Your answer must be an exact copy of every record.

- _DATASET EXCERPTS_
——————————

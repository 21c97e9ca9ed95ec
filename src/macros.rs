//! Logging macros for ergonomic message formatting.
//!
//! These macros provide a convenient interface for logging with automatic
//! string formatting, similar to `println!` and `format!`. They return the
//! `Result` of the underlying dispatch call.
//!
//! # Examples
//!
//! ```
//! use log_dispatch_system::prelude::*;
//! use log_dispatch_system::info;
//!
//! let logger = Logger::new();
//! logger.add_writer("null").unwrap();
//!
//! let port = 8080;
//! info!(logger, "server listening on port {}", port).unwrap();
//! ```

/// Log a message at an explicit severity with automatic formatting.
///
/// # Examples
///
/// ```
/// # use log_dispatch_system::prelude::*;
/// # let logger = Logger::new();
/// # logger.add_writer("null").unwrap();
/// use log_dispatch_system::log;
/// log!(logger, Severity::Err, "request failed with status {}", 500).unwrap();
/// ```
#[macro_export]
macro_rules! log {
    ($logger:expr, $level:expr, $($arg:tt)+) => {
        $logger.log($level, format!($($arg)+))
    };
}

/// Log an emergency-level message.
#[macro_export]
macro_rules! emerg {
    ($logger:expr, $($arg:tt)+) => {
        $crate::log!($logger, $crate::Severity::Emerg, $($arg)+)
    };
}

/// Log an alert-level message.
#[macro_export]
macro_rules! alert {
    ($logger:expr, $($arg:tt)+) => {
        $crate::log!($logger, $crate::Severity::Alert, $($arg)+)
    };
}

/// Log a critical-level message.
#[macro_export]
macro_rules! crit {
    ($logger:expr, $($arg:tt)+) => {
        $crate::log!($logger, $crate::Severity::Crit, $($arg)+)
    };
}

/// Log an error-level message.
#[macro_export]
macro_rules! err {
    ($logger:expr, $($arg:tt)+) => {
        $crate::log!($logger, $crate::Severity::Err, $($arg)+)
    };
}

/// Log a warning-level message.
#[macro_export]
macro_rules! warn {
    ($logger:expr, $($arg:tt)+) => {
        $crate::log!($logger, $crate::Severity::Warn, $($arg)+)
    };
}

/// Log a notice-level message.
#[macro_export]
macro_rules! notice {
    ($logger:expr, $($arg:tt)+) => {
        $crate::log!($logger, $crate::Severity::Notice, $($arg)+)
    };
}

/// Log an info-level message.
#[macro_export]
macro_rules! info {
    ($logger:expr, $($arg:tt)+) => {
        $crate::log!($logger, $crate::Severity::Info, $($arg)+)
    };
}

/// Log a debug-level message.
#[macro_export]
macro_rules! debug {
    ($logger:expr, $($arg:tt)+) => {
        $crate::log!($logger, $crate::Severity::Debug, $($arg)+)
    };
}
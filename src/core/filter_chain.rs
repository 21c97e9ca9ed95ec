//! Ordered filter chain attached to one writer

use super::error::Result;
use super::event::LogEvent;
use super::filter::Filter;
use super::registry::{filter_plugins, FilterRef};
use serde_json::Value;

/// Conjunction of filters, evaluated in attachment order
///
/// An empty chain accepts every event. Evaluation short-circuits on the first
/// rejection; order affects only the work done, never the boolean result.
#[derive(Default)]
pub struct FilterChain {
    filters: Vec<Box<dyn Filter>>,
}

impl FilterChain {
    pub fn new() -> Self {
        Self {
            filters: Vec::new(),
        }
    }

    /// Attach a filter, resolving names through the process-wide filter
    /// registry
    pub fn add(&mut self, filter: impl Into<FilterRef>, options: &Value) -> Result<()> {
        let filter = filter_plugins().read().resolve(filter.into(), options)?;
        self.filters.push(filter);
        Ok(())
    }

    /// Attach an already-built filter without resolution
    pub fn attach(&mut self, filter: Box<dyn Filter>) {
        self.filters.push(filter);
    }

    pub fn accept(&self, event: &LogEvent) -> bool {
        self.filters.iter().all(|filter| filter.accept(event))
    }

    pub fn len(&self) -> usize {
        self.filters.len()
    }

    pub fn is_empty(&self) -> bool {
        self.filters.is_empty()
    }
}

——————————

- _EXERCISE RESPONSE_
repository 21c97e9ca9ed95ec
filename src/macros.rs
//! Logging macros for ergonomic message formatting.
//!
//! These macros provide a convenient interface for logging with automatic
//! string formatting, similar to `println!` and `format!`. They return the
//! `Result` of the underlying dispatch call.
//!
//! # Examples
//!
//! ```
//! use log_dispatch_system::prelude::*;
//! use log_dispatch_system::info;
//!
//! let logger = Logger::new();
//! logger.add_writer("null").unwrap();
//!
//! let port = 8080;
//! info!(logger, "server listening on port {}", port).unwrap();
//! ```

/// Log a message at an explicit severity with automatic formatting.
///
/// # Examples
///
/// ```
/// # use log_dispatch_system::prelude::*;
/// # let logger = Logger::new();
/// # logger.add_writer("null").unwrap();
/// use log_dispatch_system::log;
/// log!(logger, Severity::Err, "request failed with status {}", 500).unwrap();
/// ```
#[macro_export]
macro_rules! log {
    ($logger:expr, $level:expr, $($arg:tt)+) => {
        $logger.log($level, format!($($arg)+))
    };
}

/// Log an emergency-level message.
#[macro_export]
macro_rules! emerg {
    ($logger:expr, $($arg:tt)+) => {
        $crate::log!($logger, $crate::Severity::Emerg, $($arg)+)
    };
}

/// Log an alert-level message.
#[macro_export]
macro_rules! alert {
    ($logger:expr, $($arg:tt)+) => {
        $crate::log!($logger, $crate::Severity::Alert, $($arg)+)
    };
}

/// Log a critical-level message.
#[macro_export]
macro_rules! crit {
    ($logger:expr, $($arg:tt)+) => {
        $crate::log!($logger, $crate::Severity::Crit, $($arg)+)
    };
}

/// Log an error-level message.
#[macro_export]
macro_rules! err {
    ($logger:expr, $($arg:tt)+) => {
        $crate::log!($logger, $crate::Severity::Err, $($arg)+)
    };
}

/// Log a warning-level message.
#[macro_export]
macro_rules! warn {
    ($logger:expr, $($arg:tt)+) => {
        $crate::log!($logger, $crate::Severity::Warn, $($arg)+)
    };
}

/// Log a notice-level message.
#[macro_export]
macro_rules! notice {
    ($logger:expr, $($arg:tt)+) => {
        $crate::log!($logger, $crate::Severity::Notice, $($arg)+)
    };
}

/// Log an info-level message.
#[macro_export]
macro_rules! info {
    ($logger:expr, $($arg:tt)+) => {
        $crate::log!($logger, $crate::Severity::Info, $($arg)+)
    };
}

/// Log a debug-level message.
#[macro_export]
macro_rules! debug {
    ($logger:expr, $($arg:tt)+) => {
        $crate::log!($logger, $crate::Severity::Debug, $($arg)+)
    };
}
filename src/core/filter_chain.rs
repository 21c97e9ca9ed95ec
//! Ordered filter chain attached to one writer

use super::error::Result;
use super::event::LogEvent;
use super::filter::Filter;
use super::registry::{filter_plugins, FilterRef};
use serde_json::Value;

/// Conjunction of filters, evaluated in attachment order
///
/// An empty chain accepts every event. Evaluation short-circuits on the first
/// rejection; order affects only the work done, never the boolean result.
#[derive(Default)]
pub struct FilterChain {
    filters: Vec<Box<dyn Filter>>,
}

impl FilterChain {
    pub fn new() -> Self {
        Self {
            filters: Vec::new(),
        }
    }

    /// Attach a filter, resolving names through the process-wide filter
    /// registry
    pub fn add(&mut self, filter: impl Into<FilterRef>, options: &Value) -> Result<()> {
        let filter = filter_plugins().read().resolve(filter.into(), options)?;
        self.filters.push(filter);
        Ok(())
    }

    /// Attach an already-built filter without resolution
    pub fn attach(&mut self, filter: Box<dyn Filter>) {
        self.filters.push(filter);
    }

    pub fn accept(&self, event: &LogEvent) -> bool {
        self.filters.iter().all(|filter| filter.accept(event))
    }

    pub fn len(&self) -> usize {
        self.filters.len()
    }

    pub fn is_empty(&self) -> bool {
        self.filters.is_empty()
    }
}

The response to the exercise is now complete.